Dataset records START
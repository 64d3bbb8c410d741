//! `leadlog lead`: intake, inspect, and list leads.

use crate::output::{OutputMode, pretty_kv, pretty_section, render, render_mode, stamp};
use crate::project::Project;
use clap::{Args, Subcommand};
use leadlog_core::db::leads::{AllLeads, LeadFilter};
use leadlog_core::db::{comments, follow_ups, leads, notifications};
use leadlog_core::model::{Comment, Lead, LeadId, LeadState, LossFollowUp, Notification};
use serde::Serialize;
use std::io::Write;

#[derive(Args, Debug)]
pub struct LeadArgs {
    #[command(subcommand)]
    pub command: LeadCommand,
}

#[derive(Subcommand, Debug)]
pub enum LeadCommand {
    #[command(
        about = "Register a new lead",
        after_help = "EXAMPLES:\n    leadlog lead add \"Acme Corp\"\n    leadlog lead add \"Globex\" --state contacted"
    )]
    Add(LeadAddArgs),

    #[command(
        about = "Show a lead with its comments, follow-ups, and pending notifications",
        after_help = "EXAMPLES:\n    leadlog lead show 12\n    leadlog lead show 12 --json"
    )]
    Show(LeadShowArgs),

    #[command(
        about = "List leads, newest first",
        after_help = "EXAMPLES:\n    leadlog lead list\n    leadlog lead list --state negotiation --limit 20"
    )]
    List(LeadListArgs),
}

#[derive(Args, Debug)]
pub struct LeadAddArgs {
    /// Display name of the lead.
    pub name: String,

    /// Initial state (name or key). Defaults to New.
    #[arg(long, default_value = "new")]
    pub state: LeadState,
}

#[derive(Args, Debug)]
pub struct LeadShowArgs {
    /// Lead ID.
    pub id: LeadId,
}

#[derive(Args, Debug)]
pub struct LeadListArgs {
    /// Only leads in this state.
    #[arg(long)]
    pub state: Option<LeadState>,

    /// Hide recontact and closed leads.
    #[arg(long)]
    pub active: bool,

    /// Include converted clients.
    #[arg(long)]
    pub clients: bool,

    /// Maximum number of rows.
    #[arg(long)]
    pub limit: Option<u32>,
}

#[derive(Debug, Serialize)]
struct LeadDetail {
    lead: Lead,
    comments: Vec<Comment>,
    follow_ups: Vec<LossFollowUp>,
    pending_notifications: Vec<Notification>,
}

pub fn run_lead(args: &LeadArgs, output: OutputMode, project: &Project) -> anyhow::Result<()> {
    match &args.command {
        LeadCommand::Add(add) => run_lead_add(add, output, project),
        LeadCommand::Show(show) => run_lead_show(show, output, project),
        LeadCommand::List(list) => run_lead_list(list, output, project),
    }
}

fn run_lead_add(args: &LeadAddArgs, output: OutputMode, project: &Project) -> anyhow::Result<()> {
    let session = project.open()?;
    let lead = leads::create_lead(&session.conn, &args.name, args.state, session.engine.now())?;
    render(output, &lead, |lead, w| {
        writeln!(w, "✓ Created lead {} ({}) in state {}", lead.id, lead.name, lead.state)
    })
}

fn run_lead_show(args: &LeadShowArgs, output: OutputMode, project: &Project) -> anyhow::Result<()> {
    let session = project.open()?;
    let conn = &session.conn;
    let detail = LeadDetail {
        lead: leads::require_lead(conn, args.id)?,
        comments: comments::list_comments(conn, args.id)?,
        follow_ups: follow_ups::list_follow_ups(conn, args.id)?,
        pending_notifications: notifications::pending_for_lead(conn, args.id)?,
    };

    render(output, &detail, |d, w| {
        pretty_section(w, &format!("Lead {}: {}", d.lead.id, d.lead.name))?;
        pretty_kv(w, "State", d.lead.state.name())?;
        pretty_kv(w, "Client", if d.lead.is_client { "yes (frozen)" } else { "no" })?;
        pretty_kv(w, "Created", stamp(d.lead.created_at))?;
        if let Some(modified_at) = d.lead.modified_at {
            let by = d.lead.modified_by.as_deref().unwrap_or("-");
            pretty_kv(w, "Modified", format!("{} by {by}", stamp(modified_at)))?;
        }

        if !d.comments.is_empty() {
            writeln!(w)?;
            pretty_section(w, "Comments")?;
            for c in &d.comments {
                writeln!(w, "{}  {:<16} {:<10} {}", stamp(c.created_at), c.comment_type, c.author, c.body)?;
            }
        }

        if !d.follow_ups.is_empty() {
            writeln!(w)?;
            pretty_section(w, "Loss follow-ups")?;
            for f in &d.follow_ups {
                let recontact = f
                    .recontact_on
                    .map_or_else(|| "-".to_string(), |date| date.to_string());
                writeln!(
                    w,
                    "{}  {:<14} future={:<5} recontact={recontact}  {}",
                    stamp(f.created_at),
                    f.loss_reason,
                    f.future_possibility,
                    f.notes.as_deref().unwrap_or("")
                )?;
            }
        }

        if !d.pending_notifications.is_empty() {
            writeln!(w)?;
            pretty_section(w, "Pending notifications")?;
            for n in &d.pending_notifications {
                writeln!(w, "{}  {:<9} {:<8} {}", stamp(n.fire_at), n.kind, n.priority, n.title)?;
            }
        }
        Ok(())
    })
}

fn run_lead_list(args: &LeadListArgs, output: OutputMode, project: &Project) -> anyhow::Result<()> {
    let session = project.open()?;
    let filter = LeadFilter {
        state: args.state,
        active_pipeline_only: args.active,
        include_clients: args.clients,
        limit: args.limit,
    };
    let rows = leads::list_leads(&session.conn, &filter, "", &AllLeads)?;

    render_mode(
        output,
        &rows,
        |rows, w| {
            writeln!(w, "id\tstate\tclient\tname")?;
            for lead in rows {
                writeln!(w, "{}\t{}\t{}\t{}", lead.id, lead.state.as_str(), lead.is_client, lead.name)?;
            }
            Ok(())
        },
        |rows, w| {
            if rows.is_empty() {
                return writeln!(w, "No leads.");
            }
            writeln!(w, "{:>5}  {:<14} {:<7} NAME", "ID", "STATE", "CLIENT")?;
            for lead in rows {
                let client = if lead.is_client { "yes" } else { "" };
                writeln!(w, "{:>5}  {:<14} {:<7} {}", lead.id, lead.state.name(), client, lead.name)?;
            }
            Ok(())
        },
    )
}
Dataset records END
Give the number of lines above in which the word "LeadState" appears, and nothing more.

Output for this task
3